C. B. : La Mildt nous interrogeait sur les possibilités de dépistage des drogues en milieu de travail. Par souci de réalisme, nous avons étendu notre avis à la consommation d’alcool, toujours prégnante, et à l’abus de médicaments psychotropes. L’alcool est impliqué dans 10 % à 20 % des accidents du travail déclarés. Par ailleurs, 10 % des salariés consommeraient régulièrement ou occasionnellement des produits illicites et, très majoritairement, pour 8 %, le cannabis.

E & C : Quelles sont vos principales recommandations ?

C. B. : Nous affirmons que le dépistage médical de produits illicites peut être acceptable au plan éthique. Nous indiquons qu’il est même « souhaitable et justifié pour les postes de sûreté et de sécurité », mais il devrait être élargi à l’abus et à l’usage de l’alcool. Toutefois, l’avis précise bien qu’une généralisation du dépistage n’est pas envisageable au regard du devoir de respecter la liberté des personnes.
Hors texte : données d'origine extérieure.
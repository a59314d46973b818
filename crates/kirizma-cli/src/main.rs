mod cli;
mod cli_utils;
mod commands;

use anyhow::Result;
use clap::Parser;
use cli::{Args, Command};
use tracing_subscriber::EnvFilter;

fn main() -> Result<()> {
    let args = Args::parse();

    // Initialize logging (warn unless RUST_LOG says otherwise)
    let env_filter = EnvFilter::try_from_default_env()
        .unwrap_or_else(|_| EnvFilter::new("kirizma_cli=warn,kirizma_core=warn"));
    tracing_subscriber::fmt()
        .with_env_filter(env_filter)
        .with_writer(std::io::stderr)
        .init();

    match args.command {
        Command::Convert(convert_args) => commands::convert::run(&convert_args),
        Command::Lanes { mode } => commands::lanes::run(mode),
    }
}
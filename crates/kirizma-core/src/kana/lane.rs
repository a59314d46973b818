use crate::config::{KirizmaMode, RomajiRules};
use crate::kana::{PhoneticSymbol, kana_lane, romaji_letter};

/// Lanes of romaji mode.
pub const ROMAJI_LANES: [&str; 26] = [
    "A", "B", "C", "D", "E", "F", "G", "H", "I", "J", "K", "L", "M", "N", "O", "P", "Q", "R", "S",
    "T", "U", "V", "W", "X", "Y", "Z",
];

/// Lanes of kana mode.
pub const KANA_LANES: [&str; 46] = [
    "A", "I", "U", "E", "O", //
    "KA", "KI", "KU", "KE", "KO", //
    "SA", "SI", "SU", "SE", "SO", //
    "TA", "TI", "TU", "TE", "TO", //
    "NA", "NI", "NU", "NE", "NO", //
    "HA", "HI", "HU", "HE", "HO", //
    "MA", "MI", "MU", "ME", "MO", //
    "YA", "YU", "YO", //
    "RA", "RI", "RU", "RE", "RO", //
    "WA", "WO", "NN",
];

/// Ordered output lanes of a mode.
#[derive(Debug, Clone, Copy, PartialEq, Eq)]
pub struct LaneSet {
    lanes: &'static [&'static str],
}

impl LaneSet {
    pub fn for_mode(mode: KirizmaMode) -> Self {
        let lanes: &'static [&'static str] = match mode {
            KirizmaMode::Romaji => &ROMAJI_LANES,
            KirizmaMode::Kana => &KANA_LANES,
        };
        Self { lanes }
    }

    pub fn lanes(&self) -> &'static [&'static str] {
        self.lanes
    }

    pub fn position(&self, lane: &str) -> Option<usize> {
        self.lanes.iter().position(|l| *l == lane)
    }

    pub fn len(&self) -> usize {
        self.lanes.len()
    }

    pub fn is_empty(&self) -> bool {
        self.lanes.is_empty()
    }
}

fn letter_lane(letter: char) -> Option<&'static str> {
    if !letter.is_ascii_uppercase() {
        return None;
    }
    ROMAJI_LANES.get((letter as u8 - b'A') as usize).copied()
}

/// Lane of one phonetic symbol, or `None` when the frame must be dropped.
///
/// Romaji rules only apply in romaji mode. Latin letters map to themselves
/// in romaji mode and have no lane in kana mode.
pub fn map_symbol(
    symbol: PhoneticSymbol,
    mode: KirizmaMode,
    rules: &RomajiRules,
) -> Option<&'static str> {
    match (mode, symbol) {
        (_, PhoneticSymbol::Elongation) => None,
        (KirizmaMode::Romaji, PhoneticSymbol::Kana(c)) => {
            romaji_letter(c, rules).and_then(letter_lane)
        }
        (KirizmaMode::Romaji, PhoneticSymbol::Latin(c)) => letter_lane(c),
        (KirizmaMode::Kana, PhoneticSymbol::Kana(c)) => kana_lane(c),
        (KirizmaMode::Kana, PhoneticSymbol::Latin(_)) => None,
    }
}

#[cfg(test)]
mod tests {
    use super::*;

    #[test]
    fn test_lane_sets() {
        assert_eq!(LaneSet::for_mode(KirizmaMode::Romaji).len(), 26);
        assert_eq!(LaneSet::for_mode(KirizmaMode::Kana).len(), 46);
        assert_eq!(LaneSet::for_mode(KirizmaMode::Kana).position("NN"), Some(45));
        assert_eq!(LaneSet::for_mode(KirizmaMode::Romaji).position("KA"), None);
    }

    #[test]
    fn test_every_kana_lane_is_in_the_kana_set() {
        let set = LaneSet::for_mode(KirizmaMode::Kana);
        for c in 'あ'..='ん' {
            if let Some(lane) = kana_lane(c) {
                assert!(set.position(lane).is_some(), "{} -> {}", c, lane);
            }
        }
    }

    #[test]
    fn test_map_symbol_romaji() {
        let rules = RomajiRules::default();
        let mode = KirizmaMode::Romaji;
        assert_eq!(map_symbol(PhoneticSymbol::Kana('か'), mode, &rules), Some("K"));
        assert_eq!(map_symbol(PhoneticSymbol::Kana('じ'), mode, &rules), Some("Z"));
        assert_eq!(map_symbol(PhoneticSymbol::Latin('Q'), mode, &rules), Some("Q"));
        assert_eq!(map_symbol(PhoneticSymbol::Elongation, mode, &rules), None);
        assert_eq!(map_symbol(PhoneticSymbol::Kana('ゎ'), mode, &rules), None);

        let rules = RomajiRules {
            use_j_for_zi: true,
            ..Default::default()
        };
        assert_eq!(map_symbol(PhoneticSymbol::Kana('じ'), mode, &rules), Some("J"));
    }

    #[test]
    fn test_map_symbol_kana_ignores_rules() {
        let rules = RomajiRules {
            use_j_for_zi: true,
            use_x_for_n: true,
            ..Default::default()
        };
        let mode = KirizmaMode::Kana;
        assert_eq!(map_symbol(PhoneticSymbol::Kana('じ'), mode, &rules), Some("SI"));
        assert_eq!(map_symbol(PhoneticSymbol::Kana('ん'), mode, &rules), Some("NN"));
        assert_eq!(map_symbol(PhoneticSymbol::Latin('A'), mode, &rules), None);
    }
}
E & C. : Qu’est-ce que les entreprises peuvent envisager pour mettre en place des tests ?

C. B. : Elles doivent compléter les règlements intérieurs et les contrats de travail par un recensement détaillé des postes et fonctions de sûreté et de sécurité, où une défaillance humaine peut entraîner des conséquences graves pour soi-même ou pour autrui. Nous avons à cet égard retenu cette notion, utilisée par la SNCF, plus précise que celle de postes à risques actuellement utilisée. Le recensement de ces postes devrait être prescrit par la loi, mais l’établissement de leur liste relève de la négociation de branche ou d’entreprise et d’une concertation étroite avec les services de santé au travail. Le médecin du travail a un rôle capital. Un test de dépistage de drogues illicites ne peut être mis en œuvre que sous sa responsabilité, et il ne doit faire intervenir que des tests salivaires, témoin des consommations au cours des dernières 24 heures.

*Avis n° 114 du CCNE “Usage de l’alcool, des drogues et toxicomanies en milieu de travail. Enjeux éthiques liés à leurs risques et à leur détection”.